WORK ITEM
No record may be left out; print them all verbatim.

DATA FOR THIS EXERCISE

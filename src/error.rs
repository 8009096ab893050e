//! Error types for the log shell.
//!
//! Defines the error enum shared by the backend adapters and the query engine.
//! Backend adapters only ever produce `Transport` or `Rejected`; the engine
//! reclassifies those into the submission/poll/fetch taxonomy that ends up
//! captured in session state.

use thiserror::Error;

/// Main error type for log shell operations.
#[derive(Error, Debug, Clone, PartialEq, Eq)]
pub enum ShellError {
    /// The backend could not be reached (connect failure, timeout, 5xx).
    #[error("Transport error: {0}")]
    Transport(String),

    /// The backend refused the request (validation, authorization).
    #[error("Rejected: {0}")]
    Rejected(String),

    /// Submitting a query failed; ends the session in `Errored`.
    #[error("Submission error: {0}")]
    Submission(String),

    /// Status checks kept failing after every retry was spent.
    #[error("Polling failed: {0}")]
    PollTransport(String),

    /// The backend reported that the query itself failed.
    #[error("{0}")]
    PollTerminal(String),

    /// Fetching a page of results failed. Rows already fetched are kept.
    #[error("Fetch error: {0}")]
    Fetch(String),

    /// Configuration errors (invalid config file, out-of-range values, etc.)
    #[error("Configuration error: {0}")]
    Config(String),

    /// Internal errors (unexpected states, bugs, etc.)
    #[error("Internal error: {0}")]
    Internal(String),
}

impl ShellError {
    /// Creates a transport error with the given message.
    pub fn transport(msg: impl Into<String>) -> Self {
        Self::Transport(msg.into())
    }

    /// Creates a rejection error with the given message.
    pub fn rejected(msg: impl Into<String>) -> Self {
        Self::Rejected(msg.into())
    }

    /// Creates a submission error with the given message.
    pub fn submission(msg: impl Into<String>) -> Self {
        Self::Submission(msg.into())
    }

    /// Creates a poll transport error with the given message.
    pub fn poll_transport(msg: impl Into<String>) -> Self {
        Self::PollTransport(msg.into())
    }

    /// Creates a terminal poll error carrying the backend's message verbatim.
    pub fn poll_terminal(msg: impl Into<String>) -> Self {
        Self::PollTerminal(msg.into())
    }

    /// Creates a fetch error with the given message.
    pub fn fetch(msg: impl Into<String>) -> Self {
        Self::Fetch(msg.into())
    }

    /// Creates a configuration error with the given message.
    pub fn config(msg: impl Into<String>) -> Self {
        Self::Config(msg.into())
    }

    /// Creates an internal error with the given message.
    pub fn internal(msg: impl Into<String>) -> Self {
        Self::Internal(msg.into())
    }

    /// Returns true if retrying the same request may succeed.
    pub fn is_transient(&self) -> bool {
        matches!(self, Self::Transport(_))
    }

    /// Returns the bare message without the category prefix.
    ///
    /// This is what ends up in `SessionSnapshot::error_message`.
    pub fn message(&self) -> &str {
        match self {
            Self::Transport(m)
            | Self::Rejected(m)
            | Self::Submission(m)
            | Self::PollTransport(m)
            | Self::PollTerminal(m)
            | Self::Fetch(m)
            | Self::Config(m)
            | Self::Internal(m) => m,
        }
    }

    /// Returns the error category as a string for display purposes.
    pub fn category(&self) -> &'static str {
        match self {
            Self::Transport(_) => "Transport Error",
            Self::Rejected(_) => "Rejected",
            Self::Submission(_) => "Submission Error",
            Self::PollTransport(_) => "Polling Error",
            Self::PollTerminal(_) => "Query Error",
            Self::Fetch(_) => "Fetch Error",
            Self::Config(_) => "Configuration Error",
            Self::Internal(_) => "Internal Error",
        }
    }
}

/// Result type alias using ShellError.
pub type Result<T> = std::result::Result<T, ShellError>;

TASK OUTPUT
filename src/error.rs
repository 8009096ab893050e
//! Error types for the log shell.
//!
//! Defines the error enum shared by the backend adapters and the query engine.
//! Backend adapters only ever produce `Transport` or `Rejected`; the engine
//! reclassifies those into the submission/poll/fetch taxonomy that ends up
//! captured in session state.

use thiserror::Error;

/// Main error type for log shell operations.
#[derive(Error, Debug, Clone, PartialEq, Eq)]
pub enum ShellError {
    /// The backend could not be reached (connect failure, timeout, 5xx).
    #[error("Transport error: {0}")]
    Transport(String),

    /// The backend refused the request (validation, authorization).
    #[error("Rejected: {0}")]
    Rejected(String),

    /// Submitting a query failed; ends the session in `Errored`.
    #[error("Submission error: {0}")]
    Submission(String),

    /// Status checks kept failing after every retry was spent.
    #[error("Polling failed: {0}")]
    PollTransport(String),

    /// The backend reported that the query itself failed.
    #[error("{0}")]
    PollTerminal(String),

    /// Fetching a page of results failed. Rows already fetched are kept.
    #[error("Fetch error: {0}")]
    Fetch(String),

    /// Configuration errors (invalid config file, out-of-range values, etc.)
    #[error("Configuration error: {0}")]
    Config(String),

    /// Internal errors (unexpected states, bugs, etc.)
    #[error("Internal error: {0}")]
    Internal(String),
}

impl ShellError {
    /// Creates a transport error with the given message.
    pub fn transport(msg: impl Into<String>) -> Self {
        Self::Transport(msg.into())
    }

    /// Creates a rejection error with the given message.
    pub fn rejected(msg: impl Into<String>) -> Self {
        Self::Rejected(msg.into())
    }

    /// Creates a submission error with the given message.
    pub fn submission(msg: impl Into<String>) -> Self {
        Self::Submission(msg.into())
    }

    /// Creates a poll transport error with the given message.
    pub fn poll_transport(msg: impl Into<String>) -> Self {
        Self::PollTransport(msg.into())
    }

    /// Creates a terminal poll error carrying the backend's message verbatim.
    pub fn poll_terminal(msg: impl Into<String>) -> Self {
        Self::PollTerminal(msg.into())
    }

    /// Creates a fetch error with the given message.
    pub fn fetch(msg: impl Into<String>) -> Self {
        Self::Fetch(msg.into())
    }

    /// Creates a configuration error with the given message.
    pub fn config(msg: impl Into<String>) -> Self {
        Self::Config(msg.into())
    }

    /// Creates an internal error with the given message.
    pub fn internal(msg: impl Into<String>) -> Self {
        Self::Internal(msg.into())
    }

    /// Returns true if retrying the same request may succeed.
    pub fn is_transient(&self) -> bool {
        matches!(self, Self::Transport(_))
    }

    /// Returns the bare message without the category prefix.
    ///
    /// This is what ends up in `SessionSnapshot::error_message`.
    pub fn message(&self) -> &str {
        match self {
            Self::Transport(m)
            | Self::Rejected(m)
            | Self::Submission(m)
            | Self::PollTransport(m)
            | Self::PollTerminal(m)
            | Self::Fetch(m)
            | Self::Config(m)
            | Self::Internal(m) => m,
        }
    }

    /// Returns the error category as a string for display purposes.
    pub fn category(&self) -> &'static str {
        match self {
            Self::Transport(_) => "Transport Error",
            Self::Rejected(_) => "Rejected",
            Self::Submission(_) => "Submission Error",
            Self::PollTransport(_) => "Polling Error",
            Self::PollTerminal(_) => "Query Error",
            Self::Fetch(_) => "Fetch Error",
            Self::Config(_) => "Configuration Error",
            Self::Internal(_) => "Internal Error",
        }
    }
}

/// Result type alias using ShellError.
pub type Result<T> = std::result::Result<T, ShellError>;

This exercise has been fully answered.